Response to Editorial Change and Stallworthy Letter

From The BMJ's Letters: Reproductive liberty and deafness, Clause 14(4)(9) of embryo bill should be amended or deleted
22nd May 2009

Full Text:

Our response is twofold. We first address an editorial change that we
believe has altered the meaning of our original letter. The remainder of
this letter is a response to Mr. Stallworthy’s letter.

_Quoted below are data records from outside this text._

#[cfg(test)]
mod tests {
    use super::*;
    use crate::config::{AlignConfig, MapConfig};
    use std::io::Write as _;

    fn test_seq(n: usize, seed: u32) -> String {
        (0..n as u32)
            .map(|i| {
                b"ACGT"[(i.wrapping_mul(2654435761).wrapping_add(seed.wrapping_mul(131)) >> 10)
                    as usize
                    % 4] as char
            })
            .collect()
    }

    fn write_fasta(records: &[(&str, &str)]) -> tempfile::NamedTempFile {
        let mut file = tempfile::Builder::new().suffix(".fa").tempfile().unwrap();
        for (name, seq) in records {
            writeln!(file, ">{name}").unwrap();
            writeln!(file, "{seq}").unwrap();
        }
        file.flush().unwrap();
        file
    }

    fn ctx(threads: usize) -> PipelineContext {
        let map = MapConfig {
            threads,
            ..MapConfig::default()
        };
        let mut align = AlignConfig::for_segment_length(map.segment_length);
        align.threads = threads;
        PipelineContext::new(map, align)
    }

    #[test]
    fn batches_respect_the_byte_budget() {
        let mut ids = SequenceIdManager::new();
        for i in 0..6 {
            ids.register(&format!("t{i}"), 1000, true, false).unwrap();
        }
        let batches = target_batches(&ids, 2500);
        assert_eq!(batches.len(), 3);
        assert!(batches.iter().all(|b| b.len() == 2));
        // A budget smaller than any sequence still makes progress.
        let tiny = target_batches(&ids, 10);
        assert_eq!(tiny.len(), 6);
    }

    #[test]
    fn self_mapping_end_to_end() {
        let seq = test_seq(6000, 21);
        let fasta = write_fasta(&[("s1", &seq)]);
        let ctx = ctx(2);
        let inputs = Inputs {
            target_files: vec![fasta.path().to_path_buf()],
            query_files: vec![fasta.path().to_path_buf()],
        };
        let (ids, store) = load_inputs(&inputs, &ctx).unwrap();
        let mut out = Vec::new();
        let records = run_mapping(&ctx, &ids, &store, &mut out).unwrap();
        assert!(records >= 1);

        let text = String::from_utf8(out).unwrap();
        let mut covered = 0u64;
        for line in text.lines() {
            let rec = PafRecord::parse_line(line).unwrap();
            assert_eq!(rec.query_name, "s1");
            assert_eq!(rec.target_name, "s1");
            assert!(rec.est_identity > 0.95);
            covered += rec.query_end - rec.query_start;
        }
        assert!(covered as f64 >= 0.99 * seq.len() as f64);
    }

    #[test]
    fn batched_runs_match_unbatched_runs() {
        let t1 = test_seq(3000, 22);
        let t2 = test_seq(3000, 23);
        let query = t2.clone();
        let targets = write_fasta(&[("t1", &t1), ("t2", &t2)]);
        let queries = write_fasta(&[("q1", &query)]);

        let run_with = |index_by_size: u64| -> Vec<String> {
            let mut context = ctx(1);
            let map = MapConfig {
                index_by_size,
                threads: 1,
                ..MapConfig::default()
            };
            context.map = Arc::new(map);
            let inputs = Inputs {
                target_files: vec![targets.path().to_path_buf()],
                query_files: vec![queries.path().to_path_buf()],
            };
            let (ids, store) = load_inputs(&inputs, &context).unwrap();
            let mut out = Vec::new();
            run_mapping(&context, &ids, &store, &mut out).unwrap();
            let mut lines: Vec<String> = String::from_utf8(out)
                .unwrap()
                .lines()
                // Chain ids differ between runs; compare coordinates.
                .map(|l| l.split("\tid:i:").next().unwrap_or(l).to_string())
                .collect();
            lines.sort();
            lines
        };

        let unbatched = run_with(u64::MAX);
        let batched = run_with(3000);
        assert!(!unbatched.is_empty());
        assert_eq!(unbatched, batched);
    }

    #[test]
    fn single_thread_runs_are_deterministic() {
        let seq = test_seq(5000, 24);
        let fasta = write_fasta(&[("s1", &seq)]);
        let inputs = Inputs {
            target_files: vec![fasta.path().to_path_buf()],
            query_files: vec![fasta.path().to_path_buf()],
        };
        let run_once = || {
            let context = ctx(1);
            let (ids, store) = load_inputs(&inputs, &context).unwrap();
            let mut out = Vec::new();
            run_mapping(&context, &ids, &store, &mut out).unwrap();
            out
        };
        assert_eq!(run_once(), run_once());
    }

    #[test]
    fn mapping_then_alignment_round_trip() {
        let target = test_seq(5000, 25);
        // Query: the target with a few substitutions.
        let mut query: Vec<u8> = target.clone().into_bytes();
        for &i in &[500usize, 1500, 2500, 3500] {
            query[i] = match query[i] {
                b'A' => b'G',
                b'C' => b'T',
                b'G' => b'A',
                _ => b'C',
            };
        }
        let query = String::from_utf8(query).unwrap();
        let targets = write_fasta(&[("t1", &target)]);
        let queries = write_fasta(&[("q1", &query)]);

        let context = ctx(1);
        let inputs = Inputs {
            target_files: vec![targets.path().to_path_buf()],
            query_files: vec![queries.path().to_path_buf()],
        };
        let (ids, store) = load_inputs(&inputs, &context).unwrap();

        let mut mapping_out = Vec::new();
        let records = run_mapping(&context, &ids, &store, &mut mapping_out).unwrap();
        assert!(records >= 1);

        let mut paf_file = tempfile::NamedTempFile::new().unwrap();
        paf_file.write_all(&mapping_out).unwrap();
        paf_file.flush().unwrap();

        let mut align_out = Vec::new();
        let aligned =
            run_alignment(&context, &ids, &store, paf_file.path(), &mut align_out).unwrap();
        assert!(aligned >= 1);

        let text = String::from_utf8(align_out).unwrap();
        let mut saw_cigar = false;
        for line in text.lines() {
            let fields: Vec<&str> = line.split('\t').collect();
            let qs: u64 = fields[2].parse().unwrap();
            let qe: u64 = fields[3].parse().unwrap();
            let ts: u64 = fields[7].parse().unwrap();
            let te: u64 = fields[8].parse().unwrap();
            for tag in &fields[12..] {
                if let Some(cg) = tag.strip_prefix("cg:Z:") {
                    saw_cigar = true;
                    let (mut q_consumed, mut t_consumed) = (0u64, 0u64);
                    let mut num = 0u64;
                    for ch in cg.chars() {
                        if let Some(d) = ch.to_digit(10) {
                            num = num * 10 + d as u64;
                        } else {
                            match ch {
                                '=' | 'X' => {
                                    q_consumed += num;
                                    t_consumed += num;
                                }
                                'I' => q_consumed += num,
                                'D' => t_consumed += num,
                                _ => panic!("unexpected cigar op {ch}"),
                            }
                            num = 0;
                        }
                    }
                    assert_eq!(q_consumed, qe - qs, "query span mismatch: {line}");
                    assert_eq!(t_consumed, te - ts, "target span mismatch: {line}");
                }
            }
        }
        assert!(saw_cigar);
    }

    #[test]
    fn malformed_mapping_input_fails_before_output() {
        let target = test_seq(2000, 26);
        let targets = write_fasta(&[("t1", &target)]);
        let context = ctx(1);
        let inputs = Inputs {
            target_files: vec![targets.path().to_path_buf()],
            query_files: vec![targets.path().to_path_buf()],
        };
        let (ids, store) = load_inputs(&inputs, &context).unwrap();

        let mut paf_file = tempfile::NamedTempFile::new().unwrap();
        writeln!(paf_file, "t1\t2000\t0\t2000").unwrap();
        paf_file.flush().unwrap();

        let mut out = Vec::new();
        let err = run_alignment(&context, &ids, &store, paf_file.path(), &mut out);
        assert!(matches!(
            err,
            Err(PipelineError::Paf(PafError::TooFewColumns(_)))
        ));
        assert!(out.is_empty(), "no partial output on stdout");
    }
}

In reference to our original letter, please note that we would avoid
the use of the term “normal” to describe the majority hearing population
precisely because it has shades of a value judgement made by hearing
people towards deaf people. Deaf people with the full range of
perspectives towards their deafness are the people best placed to choose
their own descriptors. The use of ‘normal’ glosses over this point; we
raise this here having noticed that, during editing of our previous letter
after submission, our term “hearing” was changed for “normal” without the
nuances of the substitution being obvious to the editors.'

Mr. Stallworthy’s letter supports Clause 14 (4) (9) of the proposed
Human Fertilisation and Embryology Bill, arguing that outlawing genetic
selection for deafness would result in less suffering in the world. We
have two main concerns with the views set forth in his letter: that our
views are misrepresented and that his reasoning is flawed. 

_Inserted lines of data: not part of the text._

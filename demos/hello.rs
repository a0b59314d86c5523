use buddypit::{Arena, ArenaConfig};

// prints "hello world" from a string built inside the arena
fn main() {
    let mut arena = Arena::new(ArenaConfig::default()).expect("default config is valid");
    let world = arena
        .alloc(6)
        .expect("arena reserved")
        .expect("arena has room");

    let bytes = unsafe { std::slice::from_raw_parts_mut(world.as_ptr(), 5) };
    bytes.copy_from_slice(b"world");

    println!("hello {}", String::from_utf8_lossy(bytes));
    print!("{}", arena);

    arena.free(world).expect("pointer came from this arena");
}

Firstly, he has the same misunderstanding as many amongst the popular
press and politicians who think the representatives of the Deaf community
in the UK are campaigning for rights to select deaf embryos. This is not
the case: for example, see the StopEugenics campaign www.stopeugenics.org.
There is no campaign or movement that seeks to harness genetic technology
to create deaf babies; what alarms us is the specific targeting of embryos
with the genes for deafness as an example of 'serious abnormality'. Our
position with regards to the clause asks that reproductive choices be the
same for both deaf and hearing people. This presents two options: either
it will be illegal to use pre-implantation genetic diagnosis to select for
or against deafness or everyone will have equal legal access to this
technology (the current status quo). In the latter case, reproductive
decisions are private and made by individuals through consultation with
health professionals. 

Secondly, Mr. Stallworthy errs in deriving general conclusions from
his own particular experience. Two authors of the original letter are deaf
and can empathize with Mr. Stallworthy's experiences; however, we reject
the assumption he makes that being born deaf necessarily consigns one to
second-class citizenship. We believe that most barriers to citizenship are
socially constructed and therefore surmountable, including the example he
gives of supplying visual train announcements as well as audible ones. We
do not condone or excuse discrimination towards deaf people, but do not
accept that preventing the existence of those who are discriminated
against is the solution. 

Mr. Stallworthy supports the reduction of deaf births as an aim in
itself. As a measure of the ‘success’ of genetic counselling, a reduction
in birth incidence of particular conditions was discarded years ago by
genetic counselling professionals (1, 2, 3). It was seen as an
unacceptable focus on the individual who would have the condition rather
than on the society into which they would be born. Genetic counselling
professionals shifted the focus onto aiming to provide non-directive
information to support the autonomy of parents. This public health
argument for purposefully seeking to prevent the number of deaf babies
being born is therefore not acceptable in current practice.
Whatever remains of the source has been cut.